Networking sites not safe sandboxes

MySpace bills itself as "a place for friends". But it and other social networking sites are becoming a place for enemies too.

A couple of things happened last week that reinforce the point that these sites, while being a terrific way to keep in touch with friends and throw sheep at them, are very much not the safe sandbox that many take them to be.

It has already been pointed out that identity thieves have a pretty wide-open field on MySpace, Facebook and their ilk.

Scammers find it fairly easy to pretend to be someone real, either by creating a profile page or by taking over an existing one.

When they send messages to "friends" on the sites, they are far more apt than with ordinary spam to get victims to click on a link that installs password-stealing keyloggers.

Last week, security firm Sophos warned that bad guys are writing on Facebook users' comment walls, urging them to watch a video that appears to be hosted by Google.

But the displayed link actually asks users to download a program that surreptitiously opens a back door into their computers.

Similar scams have been used to turn PCs into zombies for sending spam.

"People have got to learn that clicking on links in messages to websites can lead to a malware infection, whether the messages are in your email or on a site like Facebook," Graham Cluley, of Sophos, said.

The other reminder came in the form of a presentation by researchers at Black Hat, the Las Vegas convention devoted to tech security.

Shawn Moyer and Nathan Hamiel showed they could include invisible code in a comment on someone's MySpace profile page that would log the recipient out of the site as soon as they viewed it.

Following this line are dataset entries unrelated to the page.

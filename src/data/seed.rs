//! Sample venues, artists and shows for an empty directory.

use sea_orm::{DatabaseConnection, EntityTrait, PaginatorTrait};

use crate::entity::helpers::fields::Submission;
use crate::entity::helpers::mutation::{create_artist, create_show, create_venue, parse_start_time};
use crate::entity::{artists, venues};
use crate::error::DirectoryError;

const SAMPLE_VENUES: &[&[(&str, &str)]] = &[
    &[
        ("name", "The Musical Hop"),
        ("genres", "Jazz"),
        ("genres", "Reggae"),
        ("genres", "Swing"),
        ("genres", "Classical"),
        ("genres", "Folk"),
        ("address", "1015 Folsom Street"),
        ("city", "San Francisco"),
        ("state", "CA"),
        ("phone", "123-123-1234"),
        ("website", "https://www.themusicalhop.com"),
        ("facebook_link", "https://www.facebook.com/TheMusicalHop"),
        ("seeking_talent", "y"),
        (
            "seeking_description",
            "We are on the lookout for a local artist to play every two weeks. Please call us.",
        ),
        ("image_link", "https://images.unsplash.com/photo-1543900694-133f37abaaa5"),
    ],
    &[
        ("name", "The Dueling Pianos Bar"),
        ("genres", "Classical"),
        ("genres", "R&B"),
        ("genres", "Hip-Hop"),
        ("address", "335 Delancey Street"),
        ("city", "New York"),
        ("state", "NY"),
        ("phone", "914-003-1132"),
        ("website", "https://www.theduelingpianos.com"),
        ("facebook_link", "https://www.facebook.com/theduelingpianos"),
        ("seeking_talent", "n"),
        ("image_link", "https://images.unsplash.com/photo-1497032205916-ac775f0649ae"),
    ],
    &[
        ("name", "Park Square Live Music & Coffee"),
        ("genres", "Rock n Roll"),
        ("genres", "Jazz"),
        ("genres", "Classical"),
        ("genres", "Folk"),
        ("address", "34 Whiskey Moore Ave"),
        ("city", "San Francisco"),
        ("state", "CA"),
        ("phone", "415-000-1234"),
        ("website", "https://www.parksquarelivemusicandcoffee.com"),
        ("facebook_link", "https://www.facebook.com/ParkSquareLiveMusicAndCoffee"),
        ("seeking_talent", "n"),
        ("image_link", "https://images.unsplash.com/photo-1485686531765-ba63b07845a7"),
    ],
];

const SAMPLE_ARTISTS: &[&[(&str, &str)]] = &[
    &[
        ("name", "Guns N Petals"),
        ("genres", "Rock n Roll"),
        ("city", "San Francisco"),
        ("state", "CA"),
        ("phone", "326-123-5000"),
        ("website", "https://www.gunsnpetalsband.com"),
        ("facebook_link", "https://www.facebook.com/GunsNPetals"),
        ("seeking_venue", "y"),
        (
            "seeking_description",
            "Looking for shows to perform at in the San Francisco Bay Area!",
        ),
        ("image_link", "https://images.unsplash.com/photo-1549213783-8284d0336c4f"),
    ],
    &[
        ("name", "Matt Quevedo"),
        ("genres", "Jazz"),
        ("city", "New York"),
        ("state", "NY"),
        ("phone", "300-400-5000"),
        ("facebook_link", "https://www.facebook.com/mattquevedo923251523"),
        ("seeking_venue", "n"),
        ("image_link", "https://images.unsplash.com/photo-1495223153807-b916f75de8c5"),
    ],
    &[
        ("name", "The Wild Sax Band"),
        ("genres", "Jazz"),
        ("genres", "Classical"),
        ("city", "San Francisco"),
        ("state", "CA"),
        ("phone", "432-325-5432"),
        ("seeking_venue", "n"),
        ("image_link", "https://images.unsplash.com/photo-1558369981-f9ca78462e61"),
    ],
];

/// (venue index, artist index, start time)
const SAMPLE_SHOWS: &[(usize, usize, &str)] = &[
    (0, 0, "2019-05-21 21:30:00"),
    (2, 1, "2019-06-15 23:00:00"),
    (2, 2, "2035-04-01 20:00:00"),
    (2, 2, "2035-04-08 20:00:00"),
    (2, 2, "2035-04-15 20:00:00"),
];

/// Returns whether anything was inserted; a store holding any venue or artist
/// is left alone.
pub async fn seed_if_empty(db: &DatabaseConnection) -> Result<bool, DirectoryError> {
    let venue_count = venues::Entity::find().count(db).await?;
    let artist_count = artists::Entity::find().count(db).await?;
    if venue_count > 0 || artist_count > 0 {
        return Ok(false);
    }

    let mut venue_ids = Vec::with_capacity(SAMPLE_VENUES.len());
    for fields in SAMPLE_VENUES {
        let submission: Submission = fields.iter().copied().collect();
        venue_ids.push(create_venue(db, &submission).await?.id);
    }

    let mut artist_ids = Vec::with_capacity(SAMPLE_ARTISTS.len());
    for fields in SAMPLE_ARTISTS {
        let submission: Submission = fields.iter().copied().collect();
        artist_ids.push(create_artist(db, &submission).await?.id);
    }

    for &(venue, artist, start) in SAMPLE_SHOWS {
        create_show(
            db,
            venue_ids.get(venue).copied(),
            artist_ids.get(artist).copied(),
            parse_start_time(start)?,
        )
        .await?;
    }

    Ok(true)
}

#[cfg(test)]
mod tests {
    use super::*;
    use crate::entity::helpers::query::{search_artists, search_venues, venue_detail};
    use crate::entity::helpers::testing::memory_db;

    #[tokio::test]
    async fn seeds_only_once() {
        let db = memory_db().await;
        assert!(seed_if_empty(&db).await.unwrap());
        assert!(!seed_if_empty(&db).await.unwrap());
        assert_eq!(venues::Entity::find().count(&db).await.unwrap(), 3);
        assert_eq!(artists::Entity::find().count(&db).await.unwrap(), 3);
    }

    #[tokio::test]
    async fn sample_directory_answers_searches() {
        let db = memory_db().await;
        seed_if_empty(&db).await.unwrap();

        let music = search_venues(&db, "Music").await.unwrap();
        assert_eq!(music.count, 2);

        let a = search_artists(&db, "A").await.unwrap();
        let names: Vec<_> = a.data.iter().map(|r| r.name.as_str()).collect();
        assert_eq!(names, ["Guns N Petals", "Matt Quevedo", "The Wild Sax Band"]);

        let band = search_artists(&db, "band").await.unwrap();
        assert_eq!(band.count, 1);
        assert_eq!(band.data[0].name, "The Wild Sax Band");
        assert_eq!(band.data[0].num_upcoming_shows, 3);

        let park = venue_detail(&db, music.data[1].id).await.unwrap();
        assert_eq!(park.venue.name, "Park Square Live Music & Coffee");
        assert_eq!(park.past_shows_count, 1);
        assert_eq!(park.upcoming_shows_count, 3);
    }
}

More impressive: They sent a similar mini-program in a comment that forced someone to become their friend.

Malicious applications, even those that initially appear innocent, also have an enormous amount of power over users' information, and they can attack other applications or the users' friends.

The hackers' friendly advice: Social networking sites need to reduce the range of activities that applications are allowed to perform.

And they need to block links to external content, or at least do much more to ensure that such content is both of a specific type - such as a photo - and at a trusted place, such as Flickr or Photobucket.